All participants included completed the 7 months gait retraining program. After baseline assessment, a number of global kinematic contributors to common running injuries were identified and were used for the real-time feedback during the retraining protocol; these were, cadence [12,25], greater peak contralateral pelvic drop (CPD), and trunk forward lean, as well as an extended knee and dorsiflexed ankle at initial contact [9]. Participants were asked to run at a self-selected speed with a 10% increase in their original step rate [11,12,16,25,26]. A modified gait retraining protocol according to Chan et al. [16] was used. In brief, the triathletes participated in four sessions of gait modification over four weeks with one session per week. During the training, the athletes were asked to run at a self-selected speed on a treadmill.
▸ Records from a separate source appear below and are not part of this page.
use anyhow::{Context, Result};
use clap::{Parser, Subcommand};
use feedscout::config::Config;
use feedscout::feed::{
    fetch_feed, Aggregation, Aggregator, ArticleFeed, ArticleResolver, DiscoveredFeed, Feed,
    FeedDiscoverer, FeedParser, FeedStatus, Fetcher, EMPTY_FEED_MESSAGE, NO_FEED_MESSAGE,
    READ_FAILED_MESSAGE,
};
use serde::Serialize;
use std::path::PathBuf;

/// Get the config directory path (~/.config/feedscout/)
fn get_config_dir() -> Result<PathBuf> {
    let home = std::env::var("HOME").context("HOME environment variable not set")?;
    Ok(PathBuf::from(home).join(".config").join("feedscout"))
}

#[derive(Parser, Debug)]
#[command(
    name = "feedscout",
    version,
    about = "Find, read and aggregate RSS/Atom feeds"
)]
struct Args {
    /// Config file (default: ~/.config/feedscout/config.toml)
    #[arg(long, value_name = "FILE", global = true)]
    config: Option<PathBuf>,

    /// Print results as JSON
    #[arg(long, global = true)]
    json: bool,

    #[command(subcommand)]
    command: Command,
}

#[derive(Subcommand, Debug)]
enum Command {
    /// List candidate feeds for a web page
    Discover {
        /// Page URL; https:// is assumed when no scheme is given
        url: String,
    },
    /// Fetch a feed and print its metadata and items
    Parse {
        #[arg(value_name = "FEED_URL")]
        url: String,
    },
    /// Find the feed that an article belongs to
    Resolve {
        #[arg(value_name = "ARTICLE_URL")]
        url: String,
    },
    /// Fetch several feeds and merge their items, newest first
    Aggregate {
        #[arg(value_name = "FEED_URL", required = true)]
        urls: Vec<String>,
    },
}

#[tokio::main]
async fn main() -> Result<()> {
    // Logs go to stderr so stdout stays clean for --json
    tracing_subscriber::fmt()
        .with_env_filter(tracing_subscriber::EnvFilter::from_default_env())
        .with_writer(std::io::stderr)
        .init();

    let args = Args::parse();

    let config_path = match args.config {
        Some(path) => path,
        None => get_config_dir()?.join("config.toml"),
    };
    let config = Config::load(&config_path)
        .with_context(|| format!("Failed to load config from {}", config_path.display()))?;

    let client = reqwest::Client::builder()
        .build()
        .context("Failed to build HTTP client")?;
    let fetcher = Fetcher::new(client, config.fetch_settings());
    let parser = FeedParser::new(config.parse_mode());
    let discoverer =
        FeedDiscoverer::new(fetcher.clone()).with_platforms(config.static_site_platforms.clone());

    match args.command {
        Command::Discover { url } => {
            let feeds = discoverer.discover_feeds(&url).await;
            if args.json {
                print_json(&feeds)?;
            } else {
                print_discovered(&feeds);
            }
        }
        Command::Parse { url } => match fetch_feed(&fetcher, &parser, &url).await {
            Ok(feed) => {
                if args.json {
                    print_json(&feed)?;
                } else {
                    print_feed(&feed);
                }
            }
            Err(e) if e.is_empty_feed() => {
                println!("{EMPTY_FEED_MESSAGE}");
            }
            Err(e) => {
                eprintln!("{READ_FAILED_MESSAGE}: {e}");
                std::process::exit(1);
            }
        },
        Command::Resolve { url } => {
            let resolver = ArticleResolver::new(discoverer, parser);
            match resolver.resolve_feed_for_article(&url).await {
                Ok(article) => {
                    if args.json {
                        print_json(&article)?;
                    } else {
                        print_article(&article);
                    }
                }
                Err(e) => {
                    eprintln!("{READ_FAILED_MESSAGE}: {e}");
                    std::process::exit(1);
                }
            }
        }
        Command::Aggregate { urls } => {
            let aggregation = Aggregator::new(fetcher, parser)
                .with_batch_size(config.batch_size)
                .ingest(&urls)
                .await;
            if args.json {
                print_json(&aggregation)?;
            } else {
                print_aggregation(&aggregation);
            }
        }
    }

    Ok(())
}

fn print_json<T: Serialize>(value: &T) -> Result<()> {
    let out = serde_json::to_string_pretty(value).context("Failed to serialize output")?;
    println!("{out}");
    Ok(())
}

fn print_discovered(feeds: &[DiscoveredFeed]) {
    if feeds.is_empty() {
        println!("{NO_FEED_MESSAGE}");
        return;
    }
    for feed in feeds {
        match &feed.title {
            Some(title) => println!("{}  ({title})", feed.url),
            None => println!("{}", feed.url),
        }
    }
}

fn print_feed(feed: &Feed) {
    let meta = &feed.metadata;
    println!("{}", meta.title.as_deref().unwrap_or("Untitled feed"));
    if let Some(link) = &meta.link {
        println!("{link}");
    }
    if let Some(description) = &meta.description {
        println!("{description}");
    }
    println!();

    for item in &feed.items {
        let date = item
            .publication_date
            .map(|d| d.format("%Y-%m-%d %H:%M").to_string())
            .unwrap_or_else(|| "----------------".to_string());
        println!("{date}  {}", item.title);
        println!("                  {}", item.link);
    }
}

fn print_article(article: &ArticleFeed) {
    if let Some(title) = &article.site_title {
        println!("Site:        {title}");
    }
    if let Some(description) = &article.site_description {
        println!("Description: {description}");
    }
    if let Some(icon) = &article.site_icon {
        println!("Icon:        {icon}");
    }

    match &article.feed_url {
        Some(url) => {
            println!("Feed:        {url}");
            if let Some(title) = &article.feed_title {
                println!("Feed title:  {title}");
            }
        }
        None => println!("{NO_FEED_MESSAGE}"),
    }
}

fn print_aggregation(aggregation: &Aggregation) {
    for outcome in &aggregation.outcomes {
        match outcome.status {
            FeedStatus::Active if outcome.item_count == 0 => {
                println!("[active] {}  ({EMPTY_FEED_MESSAGE})", outcome.url);
            }
            FeedStatus::Active => {
                println!("[active] {}  ({} items)", outcome.url, outcome.item_count);
            }
            FeedStatus::Error => {
                println!(
                    "[error]  {}  ({})",
                    outcome.url,
                    outcome.detail.as_deref().unwrap_or(READ_FAILED_MESSAGE)
                );
            }
        }
    }
    println!();

    for entry in &aggregation.items {
        let date = entry
            .item
            .publication_date
            .map(|d| d.format("%Y-%m-%d %H:%M").to_string())
            .unwrap_or_else(|| "----------------".to_string());
        println!("{date}  {}", entry.item.title);
        println!("                  {}", entry.item.link);
    }
}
Visual biofeedback in the form of a sagittal plane video of the triathlete was displayed on the monitor in front of them (Figure 1).
Participants were instructed by the physiotherapist to modify kinematic variables such as the position of their trunk, contact of the foot with the ground, and knee flexion at initial contact. During the first 5 min, participants were instructed to match their footstep to an audible metronome set to the new step rate which increased their original step rate by 10% [12]. The training time was gradually increased from 15 min to 30 min over the four sessions, and visual/audible feedback was progressively reduced in the last 2 sessions (Table 2). Triathletes were then instructed to maintain their new running pattern during their daily running practice only with their watch cadence as feedback.

2.4. Statistical Analysis

With the aim of discovering which variables were more strongly related with the risk of injury among triathletes, we applied machine learning techniques from the artificial intelligence field. Specifically, an ensemble learning method for classification, known as random forests (RF; Breiman, L., 2001) was used to extract the variables that best discriminated between participants who were injured or not in the first period of the study, i.e., before the gait retraining phase. A total of 71 variables were collected from these participants in an excel sheet, although not all these characteristics were selected for the purpose of this present study. Thus, we initially conducted a feature selection protocol to retain only 47 characteristics in order to construct the final dataset as input for the machine learning algorithms. Such variables were selected according to the literature [9,22], to collect data on kinematics, sEMG and running dynamics.
Hence, once the participant data were acquired from the overall observational system, i.e., from the sensors, accelerometers, and video recordings, a raw data set was constructed. After we cleaned this dataset, we converted it into a classification problem for use with machine learning classification techniques. Thus, the problem was added to a supervised learning area’ in which the algorithm tried to learn patterns from data previously labeled for a classification. In our case, a new feature named "injured" was used to classify the triathletes who were injured before the retraining (during 2018) and was our dependent variable.
Once most of the important variables were obtained, we also statistically analyzed them through paired t-tests (with an alpha of 0.05) to compare differences in the pre- and post-test measurements, i.e., before and after the retraining phase. To select the appropriate test, first the normality of the data was checked through the Shapiro–Wilk test (p ≥ 0.05). In case normality was not met an equivalent non-parametric alternative to paired t-test is used, in that case the paired samples Wilcoxon test was employed.

3. Results

A total of 19 volunteer triathletes initially participated in the study. All of them successfully completed the program and there were no losses to follow-up.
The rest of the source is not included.